:: Supplied material ::
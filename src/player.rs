//! Players and their hands.

use alloc::string::String;
use alloc::vec::Vec;

use rand::{Rng, SeedableRng};
use rand_chacha::ChaCha8Rng;

use crate::card::{ACE_OF_SPADES, Card};
use crate::sync::Mutex;

/// Default cheat chance, out of ten.
pub const DEFAULT_CHEAT_CHANCE: u8 = 2;

/// How a player picks the card it reveals.
#[derive(Debug)]
pub enum Behavior {
    /// Reveals the highest card in hand.
    Honest,
    /// Sometimes claims to hold [`ACE_OF_SPADES`] instead.
    Cheater {
        /// Chance out of ten that the cheat fires on a given call.
        chance: u8,
        /// Generator for the cheat decision.
        rng: Mutex<ChaCha8Rng>,
    },
}

/// A player at the table.
///
/// Methods take `&self` so a player can be shared by reference between the
/// caller and a running [`Game`](crate::Game).
#[derive(Debug)]
pub struct Player {
    name: String,
    hand: Mutex<Vec<Card>>,
    behavior: Behavior,
}

impl Player {
    /// Creates an honest player with an empty hand.
    #[must_use]
    pub fn new(name: impl Into<String>) -> Self {
        Self::with_behavior(name, Behavior::Honest)
    }

    /// Creates a cheater with the default 20% cheat chance.
    ///
    /// # Example
    ///
    /// ```
    /// use highcard::Player;
    ///
    /// let eve = Player::cheater("Eve", 7);
    /// assert!(eve.is_cheater());
    /// ```
    #[must_use]
    pub fn cheater(name: impl Into<String>, seed: u64) -> Self {
        Self::cheater_with_chance(name, seed, DEFAULT_CHEAT_CHANCE)
    }

    /// Creates a cheater whose cheat fires with probability `chance / 10`.
    #[must_use]
    pub fn cheater_with_chance(name: impl Into<String>, seed: u64, chance: u8) -> Self {
        Self::with_behavior(
            name,
            Behavior::Cheater {
                chance,
                rng: Mutex::new(ChaCha8Rng::seed_from_u64(seed)),
            },
        )
    }

    /// Creates a player with the given behavior.
    #[must_use]
    pub fn with_behavior(name: impl Into<String>, behavior: Behavior) -> Self {
        Self {
            name: name.into(),
            hand: Mutex::new(Vec::new()),
            behavior,
        }
    }

    /// Returns the player's name.
    #[must_use]
    pub fn name(&self) -> &str {
        &self.name
    }

    /// Returns the player's behavior.
    #[must_use]
    pub const fn behavior(&self) -> &Behavior {
        &self.behavior
    }

    /// Returns whether the player cheats.
    #[must_use]
    pub const fn is_cheater(&self) -> bool {
        matches!(self.behavior, Behavior::Cheater { .. })
    }

    /// Returns a copy of the current hand.
    #[must_use]
    pub fn hand(&self) -> Vec<Card> {
        self.hand.lock().clone()
    }

    /// Replaces the hand, discarding whatever was held before.
    pub fn set_hand(&self, cards: Vec<Card>) {
        *self.hand.lock() = cards;
    }

    /// Returns the card this player reveals for the current hand.
    ///
    /// An honest player reveals the highest card held, or `None` with an
    /// empty hand. A cheater rolls independently on every call and, when the
    /// cheat fires, reveals [`ACE_OF_SPADES`] whatever it actually holds.
    #[must_use]
    pub fn strongest_card(&self) -> Option<Card> {
        if let Behavior::Cheater { chance, rng } = &self.behavior {
            let roll: u8 = rng.lock().random_range(1..=10);
            if roll <= *chance {
                tracing::trace!(player = %self.name, "cheat substituted ace of spades");
                return Some(ACE_OF_SPADES);
            }
        }

        self.hand.lock().iter().max().copied()
    }
}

:: Your instructions ::
Reproduce exactly what is written in the listing above.

:: Problem solution ::
filename src/player.rs
//! Players and their hands.

use alloc::string::String;
use alloc::vec::Vec;

use rand::{Rng, SeedableRng};
use rand_chacha::ChaCha8Rng;

use crate::card::{ACE_OF_SPADES, Card};
use crate::sync::Mutex;

/// Default cheat chance, out of ten.
pub const DEFAULT_CHEAT_CHANCE: u8 = 2;

/// How a player picks the card it reveals.
#[derive(Debug)]
pub enum Behavior {
    /// Reveals the highest card in hand.
    Honest,
    /// Sometimes claims to hold [`ACE_OF_SPADES`] instead.
    Cheater {
        /// Chance out of ten that the cheat fires on a given call.
        chance: u8,
        /// Generator for the cheat decision.
        rng: Mutex<ChaCha8Rng>,
    },
}

/// A player at the table.
///
/// Methods take `&self` so a player can be shared by reference between the
/// caller and a running [`Game`](crate::Game).
#[derive(Debug)]
pub struct Player {
    name: String,
    hand: Mutex<Vec<Card>>,
    behavior: Behavior,
}

impl Player {
    /// Creates an honest player with an empty hand.
    #[must_use]
    pub fn new(name: impl Into<String>) -> Self {
        Self::with_behavior(name, Behavior::Honest)
    }

    /// Creates a cheater with the default 20% cheat chance.
    ///
    /// # Example
    ///
    /// ```
    /// use highcard::Player;
    ///
    /// let eve = Player::cheater("Eve", 7);
    /// assert!(eve.is_cheater());
    /// ```
    #[must_use]
    pub fn cheater(name: impl Into<String>, seed: u64) -> Self {
        Self::cheater_with_chance(name, seed, DEFAULT_CHEAT_CHANCE)
    }

    /// Creates a cheater whose cheat fires with probability `chance / 10`.
    #[must_use]
    pub fn cheater_with_chance(name: impl Into<String>, seed: u64, chance: u8) -> Self {
        Self::with_behavior(
            name,
            Behavior::Cheater {
                chance,
                rng: Mutex::new(ChaCha8Rng::seed_from_u64(seed)),
            },
        )
    }

    /// Creates a player with the given behavior.
    #[must_use]
    pub fn with_behavior(name: impl Into<String>, behavior: Behavior) -> Self {
        Self {
            name: name.into(),
            hand: Mutex::new(Vec::new()),
            behavior,
        }
    }

    /// Returns the player's name.
    #[must_use]
    pub fn name(&self) -> &str {
        &self.name
    }

    /// Returns the player's behavior.
    #[must_use]
    pub const fn behavior(&self) -> &Behavior {
        &self.behavior
    }

    /// Returns whether the player cheats.
    #[must_use]
    pub const fn is_cheater(&self) -> bool {
        matches!(self.behavior, Behavior::Cheater { .. })
    }

    /// Returns a copy of the current hand.
    #[must_use]
    pub fn hand(&self) -> Vec<Card> {
        self.hand.lock().clone()
    }

    /// Replaces the hand, discarding whatever was held before.
    pub fn set_hand(&self, cards: Vec<Card>) {
        *self.hand.lock() = cards;
    }

    /// Returns the card this player reveals for the current hand.
    ///
    /// An honest player reveals the highest card held, or `None` with an
    /// empty hand. A cheater rolls independently on every call and, when the
    /// cheat fires, reveals [`ACE_OF_SPADES`] whatever it actually holds.
    #[must_use]
    pub fn strongest_card(&self) -> Option<Card> {
        if let Behavior::Cheater { chance, rng } = &self.behavior {
            let roll: u8 = rng.lock().random_range(1..=10);
            if roll <= *chance {
                tracing::trace!(player = %self.name, "cheat substituted ace of spades");
                return Some(ACE_OF_SPADES);
            }
        }

        self.hand.lock().iter().max().copied()
    }
}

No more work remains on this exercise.